Figure 1 : Une figure de topologie (à propos d’un théorème de K. Kuperberg).

Clairement, cette « peur de l’image mathématique » est liée au risque d’erreur qu’elle entraîne. Comment se fait-il que les mathématiciens, après tant de siècles de pratique des raisonnements, n’aient pas encore réussi à apprivoiser les images et à les incorporer parmi leurs outils de travail ? Il me semble que ceci est un enjeu pour les mathématiques de demain.

 

Un peu d’histoire

L’histoire du rapport images/mathématiques mériterait bien sûr une analyse détaillée. On pourra consulter à ce sujet un article très intéressant de Jeanne Peiffer 15J. PEIFFER, Rôle des figures dans la transmission et la production des mathématiques, Images des Mathématiques, CNRS, 2006,. Je voudrais cependant tracer à grands traits (un peu simplistes) les principales périodes de cette histoire.

Chez les grecs anciens, il semble clair que le texte et la figure forment un tout, et qu’on ne peut pas lire l’un sans observer l’autre. Même s’il ne semble pas certain que les éditions originales contenaient des figures, leur description est si précise que le lecteur est invité à les tracer.

Durant la Renaissance, les mathématiciens sont souvent des artistes, des architectes, des ingénieurs. Les figures ont un rôle central, en particulier car les livres écrits par ces auteurs ne sont pas nécessairement lus par des mathématiciens.

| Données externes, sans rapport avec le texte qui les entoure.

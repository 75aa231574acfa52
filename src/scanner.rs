// SPDX-License-Identifier: PMPL-1.0-or-later
//! Input discovery and output path derivation.
//!
//! Explicit file arguments are taken as given. Directories are walked for
//! markup files, skipping build output directories and files that are
//! already fixer output.

use crate::config::Config;
use std::path::{Path, PathBuf};
use tracing::{debug, info, warn};
use walkdir::WalkDir;

/// Inserted between the file stem and extension of every output file
pub const OUTPUT_SUFFIX: &str = "_cm";

/// `dir/page.html` -> `dir/page_cm.html`
pub fn output_path_for(path: &Path) -> PathBuf {
    let stem = path
        .file_stem()
        .map(|s| s.to_string_lossy().into_owned())
        .unwrap_or_default();

    let file_name = match path.extension() {
        Some(ext) => format!("{}{}.{}", stem, OUTPUT_SUFFIX, ext.to_string_lossy()),
        None => format!("{}{}", stem, OUTPUT_SUFFIX),
    };

    path.with_file_name(file_name)
}

/// Whether `path` looks like something this tool already wrote
pub fn is_fixer_output(path: &Path) -> bool {
    path.file_stem()
        .and_then(|s| s.to_str())
        .is_some_and(|stem| stem.ends_with(OUTPUT_SUFFIX))
}

/// Expand the given paths into the list of files to process
pub fn collect_inputs(paths: &[PathBuf], config: &Config) -> Vec<PathBuf> {
    let mut inputs = Vec::new();

    for path in paths {
        if path.is_dir() {
            let found = scan_directory(path, config);
            info!("Found {} markup files under {}", found.len(), path.display());
            inputs.extend(found);
        } else {
            // Missing files are kept so they show up as per-file failures
            inputs.push(path.clone());
        }
    }

    inputs
}

/// Walk a directory for markup files
pub fn scan_directory(dir: &Path, config: &Config) -> Vec<PathBuf> {
    let mut files = Vec::new();

    for entry in WalkDir::new(dir)
        .follow_links(false)
        .sort_by_file_name()
        .into_iter()
        .filter_entry(|e| {
            // Skip hidden and excluded directories
            let name = e.file_name().to_str().unwrap_or("");
            if e.depth() > 0 && e.file_type().is_dir() {
                return !config.exclude.iter().any(|x| x == name) && !name.starts_with('.');
            }
            true
        })
    {
        let entry = match entry {
            Ok(e) => e,
            Err(e) => {
                warn!("Skipping unreadable entry: {}", e);
                continue;
            }
        };

        if !entry.file_type().is_file() {
            continue;
        }

        let path = entry.path();
        let ext = path.extension().and_then(|e| e.to_str()).unwrap_or("");

        if !config.extensions.iter().any(|x| x.eq_ignore_ascii_case(ext)) {
            continue;
        }

        if is_fixer_output(path) {
            debug!("Skipping previous output {}", path.display());
            continue;
        }

        files.push(path.to_path_buf());
    }

    files
}
// SPDX-License-Identifier: PMPL-1.0-or-later
//! Building a [`Document`] from raw markup.
//!
//! `scraper` does the HTML5 parsing; its read-only tree is then copied node
//! by node into our own arena. Input that opens like a whole page keeps its
//! doctype and `<html>` structure. Anything else is parsed as a body
//! fragment so that serializing a snippet does not grow `<html>`, `<head>`
//! and `<body>` wrappers.

use super::{Document, Element, Namespace, Node};
use ego_tree::NodeMut;
use scraper::{ElementRef, Html};

/// Leading tags that make the input a whole page rather than a snippet
const PAGE_TAGS: &[&str] = &["<!doctype", "<html", "<head", "<body"];

impl Document {
    /// Parse markup leniently. Parsing never fails.
    pub fn parse(input: &str) -> Self {
        let mut document = Document::new();
        let mut root = document.tree.root_mut();

        if is_full_document(input) {
            let html = Html::parse_document(input);
            for child in html.tree.root().children() {
                match child.value() {
                    scraper::Node::Doctype(doctype) => {
                        root.append(Node::Doctype(doctype.name().to_string()));
                    }
                    scraper::Node::Comment(comment) => {
                        root.append(Node::Comment(comment.comment.to_string()));
                    }
                    scraper::Node::Element(_) => {
                        if let Some(element) = ElementRef::wrap(child) {
                            copy_element(&mut root, element);
                        }
                    }
                    _ => {}
                }
            }
        } else {
            let html = Html::parse_fragment(input);
            // Fragment content hangs off a synthetic <html> element
            copy_children(&mut root, html.root_element());
        }

        document
    }
}

/// Whether the first tag, after whitespace and comments, opens a page
fn is_full_document(input: &str) -> bool {
    let mut rest = input.trim_start_matches('\u{feff}').trim_start();
    while let Some(comment) = rest.strip_prefix("<!--") {
        match comment.find("-->") {
            Some(end) => rest = comment[end + 3..].trim_start(),
            None => return false,
        }
    }

    let head: String = rest.chars().take(10).collect::<String>().to_ascii_lowercase();
    PAGE_TAGS.iter().any(|tag| {
        head.strip_prefix(tag).is_some_and(|after| {
            after.is_empty() || after.starts_with(|c: char| c.is_ascii_whitespace() || c == '>' || c == '/')
        })
    })
}

fn copy_children(target: &mut NodeMut<'_, Node>, source: ElementRef<'_>) {
    for child in source.children() {
        match child.value() {
            scraper::Node::Text(text) => {
                target.append(Node::Text(text.text.to_string()));
            }
            scraper::Node::Comment(comment) => {
                target.append(Node::Comment(comment.comment.to_string()));
            }
            scraper::Node::Element(_) => {
                if let Some(element) = ElementRef::wrap(child) {
                    copy_element(target, element);
                }
            }
            _ => {}
        }
    }
}

fn copy_element(target: &mut NodeMut<'_, Node>, source: ElementRef<'_>) {
    let value = source.value();
    let mut element = Element::in_namespace(Namespace::from_url(&value.name.ns), value.name());
    for (name, attr_value) in value.attrs.iter() {
        let key = match &name.prefix {
            Some(prefix) => format!("{}:{}", prefix, name.local),
            None => name.local.to_string(),
        };
        element.set_attr(&key, attr_value);
    }

    let mut node = target.append(Node::Element(element));
    copy_children(&mut node, source);
}

#[cfg(test)]
mod tests {
    use super::*;

    #[test]
    fn test_fragment_has_no_wrappers() {
        let doc = Document::parse("<form><input type=\"text\" required></form>");
        assert!(doc.find_by_tag("html").is_empty());
        assert!(doc.find_by_tag("body").is_empty());
        assert_eq!(doc.find_by_tag("form").len(), 1);
    }

    #[test]
    fn test_boolean_attribute_is_present_and_empty() {
        let doc = Document::parse("<input type=\"text\" required>");
        let input = doc.find_by_tag("input")[0];
        assert_eq!(doc.attr(input, "required"), Some(""));
        assert_eq!(doc.attr(input, "aria-required"), None);
    }

    #[test]
    fn test_full_document_keeps_structure() {
        let doc = Document::parse(
            "<!DOCTYPE html><html lang=\"en\"><head><title>T</title></head><body><button>Go</button></body></html>",
        );
        let first = doc.descendants(doc.root()).nth(1).unwrap();
        assert_eq!(doc.node(first), Some(&Node::Doctype("html".to_string())));
        let html = doc.find_by_tag("html")[0];
        assert_eq!(doc.attr(html, "lang"), Some("en"));
        assert_eq!(doc.find_by_tag("body").len(), 1);
    }

    #[test]
    fn test_page_detection_looks_at_the_first_tag() {
        assert!(is_full_document("<!DOCTYPE html><p>x</p>"));
        assert!(is_full_document("\u{feff}  <HTML lang=\"en\">"));
        assert!(is_full_document("<!-- generated --> <head><title>T</title></head>"));
        assert!(is_full_document("<body class=\"x\"></body>"));
        assert!(!is_full_document("<header>x</header>"));
        assert!(!is_full_document("<bodyguard></bodyguard>"));
        assert!(!is_full_document("<form><!-- goes inside <html> later --></form>"));
        assert!(!is_full_document("<!-- unterminated <html>"));
    }

    #[test]
    fn test_comment_mentioning_html_stays_a_fragment() {
        let doc = Document::parse("<!-- wraps <html> later --><form><input required></form>");
        assert!(doc.find_by_tag("html").is_empty());
        assert!(doc.find_by_tag("body").is_empty());
        assert!(doc.serialize().starts_with("<!-- wraps <html> later --><form>"));
    }

    #[test]
    fn test_leading_body_keeps_its_attributes() {
        let doc = Document::parse("<body class=\"x\"><form><input required></form></body>");
        let body = doc.find_by_tag("body");
        assert_eq!(body.len(), 1);
        assert_eq!(doc.attr(body[0], "class"), Some("x"));
        assert!(doc.serialize().contains("<body class=\"x\"><form>"));
    }

    #[test]
    fn test_html_tag_names_are_lowercase() {
        let doc = Document::parse("<BUTTON TYPE=\"submit\">OK</BUTTON>");
        let button = doc.find_by_tag("button")[0];
        assert_eq!(doc.element(button).unwrap().name(), "button");
        assert_eq!(doc.attr(button, "type"), Some("submit"));
        assert_eq!(doc.text_content(button), "OK");
    }

    #[test]
    fn test_svg_names_and_prefixes_survive() {
        let doc = Document::parse(
            "<svg viewBox=\"0 0 1 1\"><foreignObject></foreignObject><use xlink:href=\"#a\"></use></svg>",
        );
        let svg = doc.find_by_tag("svg")[0];
        assert_eq!(doc.element(svg).unwrap().namespace(), Namespace::Svg);
        assert_eq!(doc.attr(svg, "viewBox"), Some("0 0 1 1"));

        let foreign = doc.find_by_tag("foreignObject")[0];
        assert_eq!(doc.element(foreign).unwrap().name(), "foreignObject");

        let use_element = doc.find_by_tag("use")[0];
        assert_eq!(doc.attr(use_element, "xlink:href"), Some("#a"));
    }

    #[test]
    fn test_comments_survive() {
        let doc = Document::parse("<!-- keep --><p>x</p>");
        assert!(doc.serialize().starts_with("<!-- keep -->"));
    }

    #[test]
    fn test_entities_are_decoded() {
        let doc = Document::parse("<button>Click&nbsp;here &amp; go</button>");
        let button = doc.find_by_tag("button")[0];
        assert_eq!(doc.text_content(button), "Click\u{a0}here & go");
    }
}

C’est au début du XIX° siècle, surtout en France, que commence une période iconoclaste en mathématique. Cela coïncide avec la mise au point des méthodes « rigoureuses » de démonstration et la prise de conscience que les figures peuvent tromper. La citation suivante de Lagrange (en introduction à sa Mécanique Analytique) illustre bien cet état d’esprit.

« Le lecteur ne trouvera pas d’illustrations dans cet ouvrage. Les méthodes que je propose ne nécessitent pas de constructions ou de raisonnement mécanique ou géométrique, mais seulement des opérations algébriques assujetties à une règle de procédure régulière et uniforme. »

Anecdotiquement, il ne faut pas oublier que la gravure des figures coûtait cher et que les éditeurs rechignaient à publier des livres de mathématiques illustrés. Les figures étaient d’ailleurs souvent reléguées en fin d’ouvrage, sur une ou deux pages dépliantes. Bien sûr, il y a des exceptions, comme les livres de géométrie descriptive, dont le but est ouvertement pratique, mais même les traités de Monge consacrés à ce sujet ne sont pas richement illustrés 16G. MONGE, Géométrie descriptive, http://gallica.bnf.fr/.

Ce rejet de la figure en mathématique a continué au XX° siècle, tout au moins en France. Citons Dieudonné, dans les années 1970 :

« C’est ainsi qu’il serait désirable de libérer l’élève dès que possible de la camisole de force des figures traditionnelles, en en parlant le moins possible, au profit de l’idée de transformation géométrique du plan et de l’espace tout entiers… »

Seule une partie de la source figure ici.